**ABOUT THIS TASK**
Below are some records; quote exactly the lines from the one that contains "self.clipped_inv_contact_dot_suspension = 1.0;" through the one that contains "let normal = self.raycast_info.contact_normal_ws;", inclusive, and no others.

** Opening RECORDED DATA block **

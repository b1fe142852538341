use crate::dynamics::{RigidBody, RigidBodyHandle};
use crate::math::{Isometry, Point, Real, Vector};

/// The suspension and tire parameters shared by the wheels of a vehicle.
#[derive(Copy, Clone, Debug, PartialEq)]
#[cfg_attr(feature = "serde-serialize", derive(Serialize, Deserialize))]
pub struct VehicleTuning {
    /// The spring stiffness, per unit of chassis mass (default: `5.88`).
    pub suspension_stiffness: Real,
    /// The damping applied while the suspension compresses (default: `0.83`).
    pub suspension_compression: Real,
    /// The damping applied while the suspension extends (default: `0.88`).
    pub suspension_damping: Real,
    /// The maximum distance, in centimeters, the suspension can travel from its rest
    /// length (default: `500`).
    pub max_suspension_travel_cm: Real,
    /// The friction coefficient of the tires (default: `10.5`).
    pub friction_slip: Real,
    /// The maximum force the suspension can apply (default: `6000`).
    pub max_suspension_force: Real,
}

impl Default for VehicleTuning {
    fn default() -> Self {
        Self {
            suspension_stiffness: 5.88,
            suspension_compression: 0.83,
            suspension_damping: 0.88,
            max_suspension_travel_cm: 500.0,
            friction_slip: 10.5,
            max_suspension_force: 6000.0,
        }
    }
}

/// The parameters used to add a wheel to a vehicle.
#[derive(Copy, Clone, Debug, PartialEq)]
#[cfg_attr(feature = "serde-serialize", derive(Serialize, Deserialize))]
pub struct WheelInfoConstructionInfo {
    /// The point where the suspension is attached, in chassis space.
    pub chassis_connection_cs: Point<Real>,
    /// The direction of the suspension ray, in chassis space.
    pub wheel_direction_cs: Vector<Real>,
    /// The rotation axis of the wheel, in chassis space.
    pub wheel_axle_cs: Vector<Real>,
    /// The length of the suspension at rest.
    pub suspension_rest_length: Real,
    /// The maximum distance, in centimeters, the suspension can travel from its rest length.
    pub max_suspension_travel_cm: Real,
    /// The radius of the wheel.
    pub wheel_radius: Real,
    /// The spring stiffness, per unit of chassis mass.
    pub suspension_stiffness: Real,
    /// The damping applied while the suspension compresses.
    pub wheels_damping_compression: Real,
    /// The damping applied while the suspension extends.
    pub wheels_damping_relaxation: Real,
    /// The friction coefficient of the tire.
    pub friction_slip: Real,
    /// The maximum force the suspension can apply.
    pub max_suspension_force: Real,
    /// Is this a front wheel?
    pub is_front_wheel: bool,
}

/// The result of the suspension ray cast of a wheel, in world space.
#[derive(Copy, Clone, Debug, PartialEq)]
pub struct RaycastInfo {
    /// The normal of the ground at the contact point.
    pub contact_normal_ws: Vector<Real>,
    /// The point where the wheel touches the ground.
    pub contact_point_ws: Point<Real>,
    /// The current length of the suspension.
    pub suspension_length: Real,
    /// The point where the suspension is attached to the chassis.
    pub hard_point_ws: Point<Real>,
    /// The direction of the suspension ray.
    pub wheel_direction_ws: Vector<Real>,
    /// The rotation axis of the wheel.
    pub wheel_axle_ws: Vector<Real>,
    /// Does the wheel touch the ground?
    pub is_in_contact: bool,
    /// The body hit by the suspension ray, if any.
    pub ground_object: Option<RigidBodyHandle>,
}

impl Default for RaycastInfo {
    fn default() -> Self {
        Self {
            contact_normal_ws: Vector::zeros(),
            contact_point_ws: Point::origin(),
            suspension_length: 0.0,
            hard_point_ws: Point::origin(),
            wheel_direction_ws: Vector::zeros(),
            wheel_axle_ws: Vector::zeros(),
            is_in_contact: false,
            ground_object: None,
        }
    }
}

/// A wheel of a [`RaycastVehicle`](crate::vehicle::RaycastVehicle).
#[derive(Clone, Debug, PartialEq)]
pub struct WheelInfo {
    /// The last suspension ray cast.
    pub raycast_info: RaycastInfo,
    /// The world transform of the wheel, including its steering and spin.
    pub world_transform: Isometry<Real>,
    /// The point where the suspension is attached, in chassis space.
    pub chassis_connection_point_cs: Point<Real>,
    /// The direction of the suspension ray, in chassis space.
    pub wheel_direction_cs: Vector<Real>,
    /// The rotation axis of the wheel, in chassis space.
    pub wheel_axle_cs: Vector<Real>,
    /// The length of the suspension at rest.
    pub suspension_rest_length: Real,
    /// The maximum distance, in centimeters, the suspension can travel from its rest length.
    pub max_suspension_travel_cm: Real,
    /// The radius of the wheel.
    pub wheels_radius: Real,
    /// The spring stiffness, per unit of chassis mass.
    pub suspension_stiffness: Real,
    /// The damping applied while the suspension compresses.
    pub wheels_damping_compression: Real,
    /// The damping applied while the suspension extends.
    pub wheels_damping_relaxation: Real,
    /// The friction coefficient of the tire.
    pub friction_slip: Real,
    /// The steering angle, in radians.
    pub steering: Real,
    /// The spin angle of the wheel, in radians.
    pub rotation: Real,
    /// The spin angle added during the last step.
    pub delta_rotation: Real,
    /// How much the side friction rolls the chassis, from `0` (no roll) to `1`
    /// (default: `0.1`).
    pub roll_influence: Real,
    /// The maximum force the suspension can apply.
    pub max_suspension_force: Real,
    /// The engine force applied by this wheel.
    pub engine_force: Real,
    /// The maximum braking impulse of this wheel.
    pub brake: Real,
    /// Is this a front wheel?
    pub is_front_wheel: bool,
    /// Data attached to this wheel by the application.
    pub user_data: u128,
    /// The inverse of the projection of the contact normal on the suspension direction.
    pub clipped_inv_contact_dot_suspension: Real,
    /// The velocity of the chassis relative to the ground, along the suspension.
    pub suspension_relative_velocity: Real,
    /// The suspension force computed during the last step.
    pub wheels_suspension_force: Real,
    /// The ratio of the tire impulses kept after the friction clipping, `1` if the wheel
    /// doesn't skid.
    pub skid_info: Real,
}

impl WheelInfo {
    /// Creates a wheel from its construction info.
    pub fn new(info: &WheelInfoConstructionInfo) -> Self {
        Self {
            raycast_info: RaycastInfo::default(),
            world_transform: Isometry::identity(),
            chassis_connection_point_cs: info.chassis_connection_cs,
            wheel_direction_cs: info.wheel_direction_cs,
            wheel_axle_cs: info.wheel_axle_cs,
            suspension_rest_length: info.suspension_rest_length,
            max_suspension_travel_cm: info.max_suspension_travel_cm,
            wheels_radius: info.wheel_radius,
            suspension_stiffness: info.suspension_stiffness,
            wheels_damping_compression: info.wheels_damping_compression,
            wheels_damping_relaxation: info.wheels_damping_relaxation,
            friction_slip: info.friction_slip,
            steering: 0.0,
            rotation: 0.0,
            delta_rotation: 0.0,
            roll_influence: 0.1,
            max_suspension_force: info.max_suspension_force,
            engine_force: 0.0,
            brake: 0.0,
            is_front_wheel: info.is_front_wheel,
            user_data: 0,
            clipped_inv_contact_dot_suspension: 0.0,
            suspension_relative_velocity: 0.0,
            wheels_suspension_force: 0.0,
            skid_info: 0.0,
        }
    }

    /// The length of the suspension at rest.
    #[inline]
    pub fn suspension_rest_length(&self) -> Real {
        self.suspension_rest_length
    }

    /// Puts the suspension back at rest, out of contact.
    pub fn reset_suspension(&mut self) {
        self.raycast_info.suspension_length = self.suspension_rest_length;
        self.suspension_relative_velocity = 0.0;
        self.raycast_info.contact_normal_ws = -self.raycast_info.wheel_direction_ws;
        self.clipped_inv_contact_dot_suspension = 1.0;
    }

    /// Updates the suspension velocity terms from the last ray cast.
    pub fn update_wheel(&mut self, chassis: &RigidBody) {
        if !self.raycast_info.is_in_contact {
            self.reset_suspension();
            return;
        }

        let normal = self.raycast_info.contact_normal_ws;
        let project = normal.dot(&self.raycast_info.wheel_direction_ws);
        let rel_pos = self.raycast_info.contact_point_ws - chassis.center_of_mass_position();
        let proj_vel = normal.dot(&chassis.velocity_in_local_point(&rel_pos));

        if project >= -0.1 {
            self.suspension_relative_velocity = 0.0;
            self.clipped_inv_contact_dot_suspension = 1.0 / 0.1;
        } else {
            let inv = -1.0 / project;
            self.suspension_relative_velocity = proj_vel * inv;
            self.clipped_inv_contact_dot_suspension = inv;
        }
    }
}

#[cfg(test)]
mod test {
    use super::*;

    #[test]
    fn reset_suspension_restores_rest_state() {
        let info = WheelInfoConstructionInfo {
            chassis_connection_cs: Point::origin(),
            wheel_direction_cs: -Vector::y(),
            wheel_axle_cs: -Vector::x(),
            suspension_rest_length: 0.6,
            max_suspension_travel_cm: 500.0,
            wheel_radius: 0.5,
            suspension_stiffness: 20.0,
            wheels_damping_compression: 4.4,
            wheels_damping_relaxation: 2.3,
            friction_slip: 1000.0,
            max_suspension_force: 6000.0,
            is_front_wheel: true,
        };
        let mut wheel = WheelInfo::new(&info);
        wheel.raycast_info.wheel_direction_ws = -Vector::y();
        wheel.raycast_info.suspension_length = 0.1;
        wheel.suspension_relative_velocity = 3.0;

        wheel.reset_suspension();
        assert_eq!(wheel.raycast_info.suspension_length, 0.6);
        assert_eq!(wheel.suspension_relative_velocity, 0.0);
        assert_eq!(wheel.raycast_info.contact_normal_ws, Vector::y());
        assert_eq!(wheel.clipped_inv_contact_dot_suspension, 1.0);
    }
}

** Closing RECORDED DATA block **

**TASK RESPONSE**
        self.clipped_inv_contact_dot_suspension = 1.0;
    }

    /// Updates the suspension velocity terms from the last ray cast.
    pub fn update_wheel(&mut self, chassis: &RigidBody) {
        if !self.raycast_info.is_in_contact {
            self.reset_suspension();
            return;
        }

        let normal = self.raycast_info.contact_normal_ws;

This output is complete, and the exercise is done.